RECORDS FOR THE TASK section start
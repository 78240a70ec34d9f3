use crate::{
    db::DbPool,
    entities::{menu_item, order, order_item, OrderStatus},
    errors::ServiceError,
    money,
    services::orders::OrderRecord,
};
use chrono::{DateTime, Local, NaiveTime, TimeZone, Utc};
use rust_decimal::Decimal;
use sea_orm::{
    sea_query::Expr, ColumnTrait, EntityTrait, FromQueryResult, JoinType, QueryFilter, QueryOrder,
    QuerySelect, RelationTrait,
};
use serde::{Deserialize, Serialize};
use std::sync::Arc;
use tracing::{debug, instrument};
use utoipa::ToSchema;

/// Quantity of one menu item still to be prepared today.
#[derive(Debug, Clone, PartialEq, Eq, Serialize, Deserialize, FromQueryResult, ToSchema)]
pub struct PreparationLine {
    pub item_name: String,
    pub total_quantity: i64,
}

#[derive(Debug, Clone, PartialEq, Serialize, Deserialize, ToSchema)]
pub struct DailyFinancialSummary {
    pub orders: Vec<OrderRecord>,
    #[schema(value_type = String, example = "1250.00")]
    pub total_amount: Decimal,
}

/// `[start, end)` in UTC of the calendar day containing `now`, in `now`'s zone.
pub fn day_bounds<Tz: TimeZone>(now: &DateTime<Tz>) -> (DateTime<Utc>, DateTime<Utc>) {
    let zone = now.timezone();
    let today = now.date_naive();
    let tomorrow = today.succ_opt().unwrap_or(today);

    let midnight = |date: chrono::NaiveDate| {
        let naive = date.and_time(NaiveTime::MIN);
        zone.from_local_datetime(&naive)
            .earliest()
            .map(|dt| dt.with_timezone(&Utc))
            // midnight skipped by a DST jump; the day then starts an hour later at most
            .unwrap_or_else(|| Utc.from_utc_datetime(&naive))
    };

    (midnight(today), midnight(tomorrow))
}

/// Read-only daily views over orders.
#[derive(Clone)]
pub struct ReportService {
    db_pool: Arc<DbPool>,
}

impl ReportService {
    pub fn new(db_pool: Arc<DbPool>) -> Self {
        Self { db_pool }
    }

    /// Items to prepare today: Pending and Confirmed orders, summed by item name.
    pub async fn preparation_summary(&self) -> Result<Vec<PreparationLine>, ServiceError> {
        self.preparation_summary_between(day_bounds(&Local::now())).await
    }

    #[instrument(skip(self))]
    pub async fn preparation_summary_between(
        &self,
        bounds: (DateTime<Utc>, DateTime<Utc>),
    ) -> Result<Vec<PreparationLine>, ServiceError> {
        let (start, end) = bounds;
        let lines = order_item::Entity::find()
            .select_only()
            .column_as(menu_item::Column::Name, "item_name")
            .column_as(
                Expr::col((order_item::Entity, order_item::Column::Quantity)).sum(),
                "total_quantity",
            )
            .join(JoinType::InnerJoin, order_item::Relation::Order.def())
            .join(JoinType::InnerJoin, order_item::Relation::MenuItem.def())
            .filter(order::Column::Status.is_in(OrderStatus::awaiting_preparation()))
            .filter(order::Column::OrderDate.gte(start))
            .filter(order::Column::OrderDate.lt(end))
            .group_by(menu_item::Column::Name)
            .order_by_asc(menu_item::Column::Name)
            .into_model::<PreparationLine>()
            .all(&*self.db_pool)
            .await?;

        debug!(lines = lines.len(), "Preparation summary computed");
        Ok(lines)
    }

    /// Today's orders, newest first, with their summed value.
    pub async fn daily_financial_summary(&self) -> Result<DailyFinancialSummary, ServiceError> {
        self.financial_summary_between(day_bounds(&Local::now())).await
    }

    #[instrument(skip(self))]
    pub async fn financial_summary_between(
        &self,
        bounds: (DateTime<Utc>, DateTime<Utc>),
    ) -> Result<DailyFinancialSummary, ServiceError> {
        let (start, end) = bounds;
        let orders: Vec<OrderRecord> = order::Entity::find()
            .filter(order::Column::OrderDate.gte(start))
            .filter(order::Column::OrderDate.lt(end))
            .order_by_desc(order::Column::OrderDate)
            .order_by_desc(order::Column::Id)
            .all(&*self.db_pool)
            .await?
            .into_iter()
            .map(OrderRecord::from)
            .collect();

        let total_amount = money::to_money(orders.iter().map(|o| o.total_amount).sum());
        debug!(orders = orders.len(), total = %total_amount, "Financial summary computed");

        Ok(DailyFinancialSummary {
            orders,
            total_amount,
        })
    }
}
RECORDS FOR THE TASK section end
## YOUR INSTRUCTIONS:
After locating the line with "use utoipa::ToSchema;" above, return that line and every later line through the one with "pub async fn preparation_summary(&self)", word for word and with nothing else.

## TASK RESPONSE:
use utoipa::ToSchema;

/// Quantity of one menu item still to be prepared today.
#[derive(Debug, Clone, PartialEq, Eq, Serialize, Deserialize, FromQueryResult, ToSchema)]
pub struct PreparationLine {
    pub item_name: String,
    pub total_quantity: i64,
}

#[derive(Debug, Clone, PartialEq, Serialize, Deserialize, ToSchema)]
pub struct DailyFinancialSummary {
    pub orders: Vec<OrderRecord>,
    #[schema(value_type = String, example = "1250.00")]
    pub total_amount: Decimal,
}

/// `[start, end)` in UTC of the calendar day containing `now`, in `now`'s zone.
pub fn day_bounds<Tz: TimeZone>(now: &DateTime<Tz>) -> (DateTime<Utc>, DateTime<Utc>) {
    let zone = now.timezone();
    let today = now.date_naive();
    let tomorrow = today.succ_opt().unwrap_or(today);

    let midnight = |date: chrono::NaiveDate| {
        let naive = date.and_time(NaiveTime::MIN);
        zone.from_local_datetime(&naive)
            .earliest()
            .map(|dt| dt.with_timezone(&Utc))
            // midnight skipped by a DST jump; the day then starts an hour later at most
            .unwrap_or_else(|| Utc.from_utc_datetime(&naive))
    };

    (midnight(today), midnight(tomorrow))
}

/// Read-only daily views over orders.
#[derive(Clone)]
pub struct ReportService {
    db_pool: Arc<DbPool>,
}

impl ReportService {
    pub fn new(db_pool: Arc<DbPool>) -> Self {
        Self { db_pool }
    }

    /// Items to prepare today: Pending and Confirmed orders, summed by item name.
    pub async fn preparation_summary(&self) -> Result<Vec<PreparationLine>, ServiceError> {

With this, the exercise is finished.